Dyno Testing a Couple of Dallaras at Aldon Automotive. This report is NOT about the result of the tests but about the process behind it.

The issue of Toyota 3SGE-based Piedrafita engines in Monoposto ("Mono F3") has been discussed for several years. The problem is that Monoposto engines in the class are defined by choke size and components, whereas the Piedrafita, whilst having a measurable choke size, is fundamentally a seal with an engine built round it. If you break the seal, you've either got a very expensive anchor for your boat, or you can take up hillclimbing and be uncompetitive. Until now we've not had enough information to do anything other than treat the Piedrafita as an F3 engine and impose the 25 mm restriction we use for all F3 engines. So if we want to decide what we can do to make it comparable (whilst not, for cost reasons, becoming the "must have") the only way is data.

Fortunately we have some people in Mono who are willing to make an effort for the club for little or no recompense. Nick Harrison and Ray Rowan volunteered, respectively, an F302 and an F305 with a Mono 3SGE and a Piedrafita 3SGE. Russ Giles got some sleeves machined up, and the Treasurer was anaesthetised for long enough to sign a cheque. And so on a cold February Monday we all met up at Aldon Automotive in Brierley Hill.

Aldon was started around 40 years ago by the current proprietor Alan Goodwin with a partner who has since retired. Alan was an ex-Austin apprentice, so was skilled in BMC A-series, a stalwart motorsport engine from the 50's to...well I can't say because it's still going. In fact, there was an A40 and a Spridget (both A-series powered) in the collection car park, together with a GT6. Younger readers can google them. All of us at the test recognised them. They've also developed a business servicing and tuning modern high performance road cars and competition vehicles, and even built their own sports racer some years ago which Alan still hillclimbs. And they have a parts shop too. But the reason we were there was to use their rolling road.

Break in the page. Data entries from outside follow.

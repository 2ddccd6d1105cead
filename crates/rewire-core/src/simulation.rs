//! Simulation driver
//!
//! Owns the ECS world and the round schedule. All engine state lives in
//! world resources; nothing is global.

use bevy_ecs::prelude::*;
use rand::rngs::SmallRng;
use rand::SeedableRng;
use tracing::{info, warn};

use rewire_events::{GraphSnapshot, RoundRecord, RoundReport, Standing};
use rewire_strategies::Strategy;

use crate::components::{PayoffLedger, Population, RelationshipGraph};
use crate::config::{ConfigError, SimConfig};
use crate::error::{SimError, SimResult};
use crate::output::{FinalSummary, GraphSink};
use crate::setup::{assign_strategies, spawn_population};
use crate::systems::{build_round_schedule, RoundLog, RoundParams};
use crate::SimRng;

pub struct Simulation {
    world: World,
    schedule: Schedule,
    seed: u64,
    /// Round in which a system fault was reported; no further rounds run
    faulted_at: Option<u32>,
}

impl Simulation {
    /// Validates `config`, assigns strategies (drawing from the seeded RNG
    /// in random mode), and builds the initial world.
    pub fn new(config: &SimConfig) -> SimResult<Self> {
        config.validate()?;
        let mut rng = SmallRng::seed_from_u64(config.simulation.seed);
        let strategies = assign_strategies(&config.population, &mut rng)?;
        Self::build(config, strategies, rng)
    }

    /// Builds a simulation around an explicit lineup, ignoring the
    /// population section of `config`.
    pub fn with_strategies(
        config: &SimConfig,
        strategies: Vec<Box<dyn Strategy>>,
    ) -> SimResult<Self> {
        if strategies.len() < 2 {
            return Err(ConfigError::Invalid(format!(
                "population needs at least 2 strategies, got {}",
                strategies.len()
            ))
            .into());
        }
        let mut checked = config.clone();
        checked.population = Default::default();
        checked.validate()?;

        let rng = SmallRng::seed_from_u64(config.simulation.seed);
        Self::build(config, strategies, rng)
    }

    fn build(
        config: &SimConfig,
        strategies: Vec<Box<dyn Strategy>>,
        rng: SmallRng,
    ) -> SimResult<Self> {
        let mut world = World::new();
        world.insert_resource(RoundParams::from(config));
        world.insert_resource(SimRng(rng));
        world.insert_resource(RoundLog::default());
        spawn_population(&mut world, strategies, &config.network)?;

        let graph = world.resource::<RelationshipGraph>();
        info!(
            "created {} players, {} edges at weight {}",
            graph.node_count(),
            graph.edge_count(),
            config.network.init_weight
        );
        for (label, count) in world.resource::<Population>().strategy_counts() {
            info!("  {}: {}", label, count);
        }
        let game = &config.game;
        if !game.is_prisoners_dilemma() {
            warn!(
                "payoffs R={} S={} T={} P={} do not form a prisoner's dilemma",
                game.reward, game.sucker, game.temptation, game.punishment
            );
        }

        Ok(Self {
            world,
            schedule: build_round_schedule(),
            seed: config.simulation.seed,
            faulted_at: None,
        })
    }

    /// Plays one round: matches, severing, rebuilding, then selection if
    /// enabled.
    ///
    /// If a phase fails, its error is returned and the simulation stays
    /// faulted: the round's partial effects are kept and every later call
    /// returns [`SimError::Faulted`].
    pub fn run_round(&mut self) -> SimResult<RoundReport> {
        if let Some(round) = self.faulted_at {
            return Err(SimError::Faulted(round));
        }
        let total = self.num_rounds();
        if self.rounds_played() >= total {
            return Err(SimError::Finished(total));
        }

        self.schedule.run(&mut self.world);

        let (round, matches_played, edges_severed, edges_rebuilt, replacement) = {
            let mut log = self.world.resource_mut::<RoundLog>();
            if let Some(fault) = log.fault.take() {
                self.faulted_at = Some(log.round);
                return Err(fault);
            }
            (
                log.round,
                log.record.match_count(),
                log.severed.len(),
                log.rebuilt.len(),
                log.replacement.clone(),
            )
        };

        let edge_count = self.graph().edge_count();
        info!(
            "round {}/{}: {} matches, {} severed, {} rebuilt, {} edges",
            round, total, matches_played, edges_severed, edges_rebuilt, edge_count
        );

        Ok(RoundReport {
            round,
            matches_played,
            edges_severed,
            edges_rebuilt,
            edge_count,
            standings: self.standings(),
            replacement,
        })
    }

    /// Runs every remaining round, handing each report to `on_round`.
    pub fn run<F>(&mut self, mut on_round: F) -> SimResult<()>
    where
        F: FnMut(&RoundReport),
    {
        while !self.is_finished() {
            let report = self.run_round()?;
            on_round(&report);
        }
        Ok(())
    }

    /// Runs every remaining round and returns the reports
    pub fn run_collect(&mut self) -> SimResult<Vec<RoundReport>> {
        let mut reports = Vec::new();
        self.run(|report| reports.push(report.clone()))?;
        Ok(reports)
    }

    pub fn rounds_played(&self) -> u32 {
        self.world.resource::<RoundLog>().round
    }

    pub fn num_rounds(&self) -> u32 {
        self.world.resource::<RoundParams>().num_rounds
    }

    pub fn is_finished(&self) -> bool {
        self.rounds_played() >= self.num_rounds()
    }

    pub fn graph(&self) -> &RelationshipGraph {
        self.world.resource::<RelationshipGraph>()
    }

    pub fn ledger(&self) -> &PayoffLedger {
        self.world.resource::<PayoffLedger>()
    }

    pub fn population(&self) -> &Population {
        self.world.resource::<Population>()
    }

    /// Matches of the most recent round
    pub fn last_record(&self) -> &RoundRecord {
        &self.world.resource::<RoundLog>().record
    }

    pub fn standings(&self) -> Vec<Standing> {
        self.population().standings(self.ledger())
    }

    pub fn graph_snapshot(&self) -> GraphSnapshot {
        self.graph().snapshot(self.rounds_played())
    }

    /// Hands the current graph to a consumer
    pub fn export_graph(&self, sink: &mut dyn GraphSink) -> SimResult<()> {
        sink.write_graph(&self.graph_snapshot())?;
        Ok(())
    }

    pub fn final_summary(&self) -> FinalSummary {
        FinalSummary::new(
            self.seed,
            self.rounds_played(),
            self.graph().edge_count(),
            self.standings(),
        )
    }
}

#[cfg(test)]
mod tests {
    use super::*;
    use rewire_strategies::registry;

    fn small_config() -> SimConfig {
        let mut config = SimConfig::default();
        config.simulation.num_rounds = 3;
        config.simulation.num_turns = 5;
        config.population.player_count = 4;
        config
    }

    #[test]
    fn test_new_builds_complete_graph() {
        let sim = Simulation::new(&small_config()).unwrap();
        assert_eq!(sim.population().len(), 4);
        assert_eq!(sim.graph().edge_count(), 6);
        assert_eq!(sim.ledger().total(), 0);
        assert_eq!(sim.rounds_played(), 0);
        assert!(!sim.is_finished());
    }

    #[test]
    fn test_invalid_config_rejected() {
        let mut config = small_config();
        config.population.player_count = 1;
        assert!(matches!(
            Simulation::new(&config),
            Err(SimError::Config(ConfigError::Invalid(_)))
        ));
    }

    #[test]
    fn test_with_strategies_needs_two() {
        let lineup = registry::create_all(&["Cooperator"]).unwrap();
        assert!(Simulation::with_strategies(&small_config(), lineup).is_err());
    }

    #[test]
    fn test_run_stops_after_num_rounds() {
        let mut sim = Simulation::new(&small_config()).unwrap();
        let reports = sim.run_collect().unwrap();

        assert_eq!(reports.len(), 3);
        assert_eq!(reports[2].round, 3);
        assert!(sim.is_finished());
        assert!(matches!(sim.run_round(), Err(SimError::Finished(3))));
    }

    #[test]
    fn test_report_matches_world_state() {
        let mut sim = Simulation::new(&small_config()).unwrap();
        let report = sim.run_round().unwrap();

        assert_eq!(report.round, 1);
        assert_eq!(report.matches_played, 6);
        assert_eq!(report.matches_played, sim.last_record().match_count());
        assert_eq!(report.edge_count, sim.graph().edge_count());
        assert_eq!(report.payoffs(), sim.ledger().snapshot());
    }

    #[test]
    fn test_fault_stops_later_rounds() {
        let mut sim = Simulation::new(&small_config()).unwrap();
        // A ledger without entries makes the match phase fail
        sim.world.insert_resource(PayoffLedger::default());

        assert!(matches!(sim.run_round(), Err(SimError::Ledger(_))));
        assert_eq!(sim.rounds_played(), 1);
        // Later phases of the faulted round were skipped
        assert!(sim.world.resource::<RoundLog>().severed.is_empty());
        assert!(matches!(sim.run_round(), Err(SimError::Faulted(1))));
        assert!(sim.run_collect().is_err());
    }

    #[test]
    fn test_export_graph_to_sink() {
        let mut sim = Simulation::new(&small_config()).unwrap();
        sim.run_round().unwrap();

        let mut sink: Vec<GraphSnapshot> = Vec::new();
        sim.export_graph(&mut sink).unwrap();
        assert_eq!(sink.len(), 1);
        assert_eq!(sink[0].round, 1);
        assert_eq!(sink[0].nodes.len(), 4);
    }

    #[test]
    fn test_final_summary() {
        let mut sim = Simulation::new(&small_config()).unwrap();
        sim.run_collect().unwrap();

        let summary = sim.final_summary();
        assert_eq!(summary.seed, 42);
        assert_eq!(summary.rounds_played, 3);
        assert_eq!(summary.standings.len(), 4);
        assert_eq!(summary.strategy_counts.values().sum::<usize>(), 4);
    }
}
//! Strategy Registry
//!
//! Name-based construction of built-in strategies, used by configuration
//! files and the random-assignment pool.

use thiserror::Error;

use crate::strategies::*;
use crate::Strategy;

/// Errors from registry lookups.
#[derive(Debug, Error, Clone, PartialEq, Eq)]
pub enum StrategyError {
    #[error("unknown strategy '{0}'")]
    Unknown(String),
}

type Constructor = fn() -> Box<dyn Strategy>;

/// Every built-in strategy.
const REGISTRY: &[(&str, Constructor)] = &[
    ("Cooperator", || Box::new(Cooperator)),
    ("Defector", || Box::new(Defector)),
    ("TitForTat", || Box::new(TitForTat)),
    ("Grudger", || Box::new(Grudger)),
    ("Random", || Box::new(Random::default())),
    ("Adaptive", || Box::new(Adaptive)),
    ("AdaptiveTitForTat", || Box::new(AdaptiveTitForTat::default())),
    ("Forgiver", || Box::new(Forgiver)),
    ("ForgivingTitForTat", || Box::new(ForgivingTitForTat)),
    ("Bully", || Box::new(Bully)),
    ("Grumpy", || Box::new(Grumpy::default())),
    ("Punisher", || Box::new(Punisher::default())),
    ("Resurrection", || Box::new(Resurrection)),
    ("Gradual", || Box::new(Gradual::default())),
    ("GradualKiller", || Box::new(GradualKiller)),
    ("CycleHunter", || Box::new(CycleHunter::default())),
    ("AntiTitForTat", || Box::new(AntiTitForTat)),
    ("Aggravater", || Box::new(Aggravater)),
    ("HardTitForTat", || Box::new(HardTitForTat)),
    ("HardGoByMajority", || Box::new(HardGoByMajority)),
    ("UsuallyCooperates", || Box::new(UsuallyCooperates)),
    ("UsuallyDefects", || Box::new(UsuallyDefects)),
    ("SuspiciousTitForTat", || Box::new(SuspiciousTitForTat)),
    ("WorseAndWorse", || Box::new(WorseAndWorse)),
    ("DoubleCrosser", || Box::new(DoubleCrosser)),
    ("Predator", || Box::new(Predator::default())),
    ("Prober", || Box::new(Prober)),
    ("NiceAverageCopier", || Box::new(NiceAverageCopier)),
    ("AntiCycler", || Box::new(AntiCycler::default())),
    ("EasyGo", || Box::new(EasyGo)),
    ("OriginalGradual", || Box::new(OriginalGradual::default())),
    ("Detective", || Box::new(Detective)),
    ("NTitsForMTats", || Box::new(NTitsForMTats::default())),
    ("SneakyTitForTat", || Box::new(SneakyTitForTat)),
    ("AverageCopier", || Box::new(AverageCopier)),
    ("WinStayLoseShift", || Box::new(WinStayLoseShift)),
    ("WinShiftLoseStay", || Box::new(WinShiftLoseStay)),
    ("GoByMajority", || Box::new(GoByMajority)),
    ("TitFor2Tats", || Box::new(TitFor2Tats)),
    ("TwoTitsForTat", || Box::new(TwoTitsForTat)),
    ("Alternator", || Box::new(Alternator)),
];

/// Random-assignment pool used when the configuration names none.
/// CycleHunter is listed twice, so it is drawn twice as often.
const DEFAULT_POOL: &[&str] = &[
    "Cooperator",
    "Defector",
    "TitForTat",
    "Grudger",
    "Random",
    "Adaptive",
    "AdaptiveTitForTat",
    "Forgiver",
    "ForgivingTitForTat",
    "Bully",
    "Grumpy",
    "Punisher",
    "Resurrection",
    "Gradual",
    "GradualKiller",
    "CycleHunter",
    "AntiTitForTat",
    "Aggravater",
    "HardTitForTat",
    "HardGoByMajority",
    "UsuallyCooperates",
    "UsuallyDefects",
    "SuspiciousTitForTat",
    "WorseAndWorse",
    "DoubleCrosser",
    "Predator",
    "Prober",
    "NiceAverageCopier",
    "CycleHunter",
    "AntiCycler",
    "EasyGo",
    "OriginalGradual",
    "Detective",
    "NTitsForMTats",
    "SneakyTitForTat",
    "AverageCopier",
    "WinStayLoseShift",
    "WinShiftLoseStay",
];

/// Names of all built-in strategies, in pool order
pub fn names() -> Vec<&'static str> {
    REGISTRY.iter().map(|(name, _)| *name).collect()
}

pub fn contains(name: &str) -> bool {
    REGISTRY.iter().any(|(n, _)| *n == name)
}

/// Creates a fresh instance of the named strategy
pub fn create(name: &str) -> Result<Box<dyn Strategy>, StrategyError> {
    REGISTRY
        .iter()
        .find(|(n, _)| *n == name)
        .map(|(_, construct)| construct())
        .ok_or_else(|| StrategyError::Unknown(name.to_string()))
}

/// Creates one instance of each named strategy, preserving order
pub fn create_all<S: AsRef<str>>(names: &[S]) -> Result<Vec<Box<dyn Strategy>>, StrategyError> {
    names.iter().map(|name| create(name.as_ref())).collect()
}

/// Names in the default random-assignment pool, duplicates included
pub fn default_pool_names() -> Vec<&'static str> {
    DEFAULT_POOL.to_vec()
}

/// One instance per entry of the default random-assignment pool
pub fn default_pool() -> Vec<Box<dyn Strategy>> {
    DEFAULT_POOL.iter().filter_map(|name| create(name).ok()).collect()
}

#[cfg(test)]
mod tests {
    use super::*;
    use std::collections::HashSet;

    #[test]
    fn test_registry_names_match_strategy_labels() {
        for name in names() {
            let strategy = create(name).unwrap();
            assert_eq!(strategy.name(), name);
            assert_eq!(strategy.clone_fresh().name(), name);
        }
    }

    #[test]
    fn test_registry_names_are_unique() {
        let all = names();
        let unique: HashSet<_> = all.iter().collect();
        assert_eq!(unique.len(), all.len());
        assert_eq!(all.len(), 41);
    }

    #[test]
    fn test_default_pool_resolves_every_entry() {
        let pool = default_pool();
        assert_eq!(pool.len(), 38);
        let labels: Vec<_> = pool.iter().map(|s| s.name()).collect();
        assert_eq!(labels, default_pool_names());
        assert_eq!(labels.iter().filter(|n| **n == "CycleHunter").count(), 2);
        // Registered but only available by name
        for name in ["Alternator", "GoByMajority", "TitFor2Tats", "TwoTitsForTat"] {
            assert!(contains(name));
            assert!(!labels.contains(&name));
        }
    }

    #[test]
    fn test_unknown_strategy() {
        let err = create("Kingmaker").unwrap_err();
        assert_eq!(err, StrategyError::Unknown("Kingmaker".to_string()));
        assert_eq!(err.to_string(), "unknown strategy 'Kingmaker'");
        assert!(!contains("Kingmaker"));
    }

    #[test]
    fn test_create_all_preserves_order() {
        let lineup = create_all(&["Defector", "Cooperator", "Defector"]).unwrap();
        let labels: Vec<_> = lineup.iter().map(|s| s.name()).collect();
        assert_eq!(labels, vec!["Defector", "Cooperator", "Defector"]);

        assert!(create_all(&["Cooperator", "Nope"]).is_err());
    }
}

I've been incompetent in single seaters for over 30 years, so it's perhaps surprising that I've never encountered a rolling road in anger before. I'm not counting tow car MOTs. Aldon use a MAHA (Maschinenbau Haldenwang GmbH & Co. KG) dyno, in which the power is absorbed by eddy current brakes.  These are electromagnets which work on metallic rotors. The resultant heat is dissipated by air cooling. In case anybody is thinking of rolling-road testing their car, I will describe the process.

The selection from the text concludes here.